- **Your task**
In the listing below, the line containing "pub const DEFAULT_CONCURRENCY: usize = 2;" marks the end; copy exactly every line from the first through that one.

- **Extracted entries**
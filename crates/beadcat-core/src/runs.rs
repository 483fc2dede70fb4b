//! Crawl run options and the run state record owned by the orchestrator.

use chrono::{DateTime, Utc};
use serde::{Deserialize, Serialize};
use uuid::Uuid;

use crate::CoreError;

pub const DEFAULT_CONCURRENCY: usize = 2;
pub const MAX_CONCURRENCY: usize = 16;
pub const DEFAULT_DELAY_SECONDS: f64 = 1.0;
pub const MAX_DELAY_SECONDS: f64 = 60.0;

/// Options as they arrive from a caller (admin request body, CLI flags).
/// Every field is optional; [`CrawlOptionsRequest::validate`] applies the
/// defaults and bounds.
#[derive(Debug, Clone, Default, PartialEq, Serialize, Deserialize)]
#[serde(deny_unknown_fields)]
pub struct CrawlOptionsRequest {
    #[serde(default)]
    pub max_pages: Option<usize>,
    #[serde(default)]
    pub concurrency: Option<usize>,
    #[serde(default, alias = "delay")]
    pub delay_seconds: Option<f64>,
    #[serde(default)]
    pub cache_responses: Option<bool>,
    #[serde(default)]
    pub fetch_details: Option<bool>,
}

/// Validated options for one crawl run.
#[derive(Debug, Clone, PartialEq, Serialize, Deserialize)]
pub struct CrawlOptions {
    /// Upper bound on listing pages fetched; `None` crawls until pagination ends.
    pub max_pages: Option<usize>,
    /// Number of page tasks allowed in flight at once.
    pub concurrency: usize,
    /// Politeness delay slept before every request.
    pub delay_seconds: f64,
    /// Memoize fetched bodies by URL for the lifetime of the run.
    pub cache_responses: bool,
    /// Follow each record's detail link for description, specifications and
    /// extra images.
    #[serde(default)]
    pub fetch_details: bool,
}

impl Default for CrawlOptions {
    fn default() -> Self {
        Self {
            max_pages: None,
            concurrency: DEFAULT_CONCURRENCY,
            delay_seconds: DEFAULT_DELAY_SECONDS,
            cache_responses: false,
            fetch_details: false,
        }
    }
}

impl CrawlOptions {
    #[must_use]
    pub fn delay(&self) -> std::time::Duration {
        std::time::Duration::from_secs_f64(self.delay_seconds)
    }
}

impl CrawlOptionsRequest {
    /// Applies defaults and rejects out-of-range values.
    ///
    /// # Errors
    ///
    /// Returns [`CoreError::InvalidOption`] naming the first offending field.
    pub fn validate(&self) -> Result<CrawlOptions, CoreError> {
        if self.max_pages == Some(0) {
            return Err(CoreError::InvalidOption {
                option: "max_pages",
                reason: "must be at least 1 when set".to_string(),
            });
        }

        let concurrency = self.concurrency.unwrap_or(DEFAULT_CONCURRENCY);
        if !(1..=MAX_CONCURRENCY).contains(&concurrency) {
            return Err(CoreError::InvalidOption {
                option: "concurrency",
                reason: format!("must be between 1 and {MAX_CONCURRENCY}, got {concurrency}"),
            });
        }

        let delay_seconds = self.delay_seconds.unwrap_or(DEFAULT_DELAY_SECONDS);
        if !delay_seconds.is_finite() || !(0.0..=MAX_DELAY_SECONDS).contains(&delay_seconds) {
            return Err(CoreError::InvalidOption {
                option: "delay_seconds",
                reason: format!("must be between 0 and {MAX_DELAY_SECONDS}, got {delay_seconds}"),
            });
        }

        Ok(CrawlOptions {
            max_pages: self.max_pages,
            concurrency,
            delay_seconds,
            cache_responses: self.cache_responses.unwrap_or(false),
            fetch_details: self.fetch_details.unwrap_or(false),
        })
    }
}

#[derive(Debug, Clone, Copy, PartialEq, Eq, Hash, Serialize, Deserialize)]
#[serde(rename_all = "lowercase")]
pub enum RunStatus {
    Queued,
    Running,
    Retrying,
    Succeeded,
    Discarded,
}

impl RunStatus {
    #[must_use]
    pub fn as_str(self) -> &'static str {
        match self {
            RunStatus::Queued => "queued",
            RunStatus::Running => "running",
            RunStatus::Retrying => "retrying",
            RunStatus::Succeeded => "succeeded",
            RunStatus::Discarded => "discarded",
        }
    }

    #[must_use]
    pub fn is_terminal(self) -> bool {
        matches!(self, RunStatus::Succeeded | RunStatus::Discarded)
    }

    /// Whether the state machine permits moving from `self` to `next`.
    #[must_use]
    pub fn can_transition_to(self, next: RunStatus) -> bool {
        matches!(
            (self, next),
            (RunStatus::Queued, RunStatus::Running | RunStatus::Discarded)
                | (
                    RunStatus::Running,
                    RunStatus::Succeeded | RunStatus::Retrying | RunStatus::Discarded
                )
                | (RunStatus::Retrying, RunStatus::Running | RunStatus::Discarded)
        )
    }
}

impl std::fmt::Display for RunStatus {
    fn fmt(&self, f: &mut std::fmt::Formatter<'_>) -> std::fmt::Result {
        f.write_str(self.as_str())
    }
}

/// One requested crawl, tracked from enqueue to a terminal status.
#[derive(Debug, Clone, PartialEq, Serialize, Deserialize)]
pub struct CrawlRunState {
    pub run_id: Uuid,
    pub crawler_name: String,
    pub options: CrawlOptions,
    /// 1-based attempt number of the current (or last) execution.
    pub attempt: u32,
    pub status: RunStatus,
    pub last_error: Option<String>,
    pub requested_at: DateTime<Utc>,
}

impl CrawlRunState {
    #[must_use]
    pub fn new(crawler_name: impl Into<String>, options: CrawlOptions) -> Self {
        Self {
            run_id: Uuid::new_v4(),
            crawler_name: crawler_name.into(),
            options,
            attempt: 1,
            status: RunStatus::Queued,
            last_error: None,
            requested_at: Utc::now(),
        }
    }

    /// Moves the run to `next`. Re-entering `Running` from `Retrying`
    /// increments the attempt counter.
    ///
    /// # Errors
    ///
    /// Returns [`CoreError::IllegalTransition`] when the state machine does
    /// not allow the move; the state is left unchanged.
    pub fn transition(&mut self, next: RunStatus) -> Result<(), CoreError> {
        if !self.status.can_transition_to(next) {
            return Err(CoreError::IllegalTransition {
                from: self.status,
                to: next,
            });
        }
        if self.status == RunStatus::Retrying && next == RunStatus::Running {
            self.attempt += 1;
        }
        self.status = next;
        Ok(())
    }
}

#[cfg(test)]
mod tests {
    use super::*;

    #[test]
    fn empty_request_yields_defaults() {
        let opts = CrawlOptionsRequest::default().validate().unwrap();
        assert_eq!(opts, CrawlOptions::default());
        assert_eq!(opts.concurrency, 2);
        assert!((opts.delay_seconds - 1.0).abs() < f64::EPSILON);
        assert!(opts.max_pages.is_none());
        assert!(!opts.cache_responses);
        assert!(!opts.fetch_details);
    }

    #[test]
    fn stored_options_without_detail_flag_deserialize() {
        let opts: CrawlOptions = serde_json::from_str(
            r#"{"max_pages": null, "concurrency": 2, "delay_seconds": 1.0, "cache_responses": true}"#,
        )
        .unwrap();
        assert!(opts.cache_responses);
        assert!(!opts.fetch_details);
    }

    #[test]
    fn rejects_zero_max_pages() {
        let req = CrawlOptionsRequest {
            max_pages: Some(0),
            ..Default::default()
        };
        let err = req.validate().unwrap_err();
        assert!(matches!(err, CoreError::InvalidOption { option: "max_pages", .. }));
    }

    #[test]
    fn rejects_out_of_range_concurrency() {
        for concurrency in [0, MAX_CONCURRENCY + 1] {
            let req = CrawlOptionsRequest {
                concurrency: Some(concurrency),
                ..Default::default()
            };
            let err = req.validate().unwrap_err();
            assert!(matches!(err, CoreError::InvalidOption { option: "concurrency", .. }));
        }
    }

    #[test]
    fn rejects_negative_and_non_finite_delay() {
        for delay in [-0.5, f64::NAN, f64::INFINITY, 61.0] {
            let req = CrawlOptionsRequest {
                delay_seconds: Some(delay),
                ..Default::default()
            };
            assert!(req.validate().is_err(), "delay {delay} should be rejected");
        }
    }

    #[test]
    fn deserializes_legacy_delay_key() {
        let req: CrawlOptionsRequest =
            serde_json::from_str(r#"{"max_pages": 10, "delay": 0.25}"#).unwrap();
        let opts = req.validate().unwrap();
        assert_eq!(opts.max_pages, Some(10));
        assert!((opts.delay_seconds - 0.25).abs() < f64::EPSILON);
    }

    #[test]
    fn rejects_unknown_option_keys() {
        let result = serde_json::from_str::<CrawlOptionsRequest>(r#"{"threads": 4}"#);
        assert!(result.is_err());
    }

    #[test]
    fn new_run_starts_queued_on_attempt_one() {
        let run = CrawlRunState::new("fire_mountain_gems", CrawlOptions::default());
        assert_eq!(run.status, RunStatus::Queued);
        assert_eq!(run.attempt, 1);
        assert!(run.last_error.is_none());
    }

    #[test]
    fn retry_cycle_increments_attempt() {
        let mut run = CrawlRunState::new("fire_mountain_gems", CrawlOptions::default());
        run.transition(RunStatus::Running).unwrap();
        run.transition(RunStatus::Retrying).unwrap();
        run.transition(RunStatus::Running).unwrap();
        assert_eq!(run.attempt, 2);
        run.transition(RunStatus::Succeeded).unwrap();
        assert!(run.status.is_terminal());
    }

    #[test]
    fn terminal_states_reject_further_transitions() {
        let mut run = CrawlRunState::new("fire_mountain_gems", CrawlOptions::default());
        run.transition(RunStatus::Running).unwrap();
        run.transition(RunStatus::Discarded).unwrap();
        for next in [
            RunStatus::Queued,
            RunStatus::Running,
            RunStatus::Retrying,
            RunStatus::Succeeded,
        ] {
            let err = run.transition(next).unwrap_err();
            assert!(matches!(err, CoreError::IllegalTransition { .. }));
        }
        assert_eq!(run.status, RunStatus::Discarded);
    }

    #[test]
    fn queued_cannot_jump_to_succeeded() {
        assert!(!RunStatus::Queued.can_transition_to(RunStatus::Succeeded));
        assert!(!RunStatus::Queued.can_transition_to(RunStatus::Retrying));
    }

    #[test]
    fn status_serializes_lowercase() {
        assert_eq!(
            serde_json::to_string(&RunStatus::Discarded).unwrap(),
            "\"discarded\""
        );
        assert_eq!(RunStatus::Retrying.to_string(), "retrying");
    }
}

- **Answer to this problem**
filename crates/beadcat-core/src/runs.rs
repository 483fc2dede70fb4b
//! Crawl run options and the run state record owned by the orchestrator.

use chrono::{DateTime, Utc};
use serde::{Deserialize, Serialize};
use uuid::Uuid;

use crate::CoreError;

pub const DEFAULT_CONCURRENCY: usize = 2;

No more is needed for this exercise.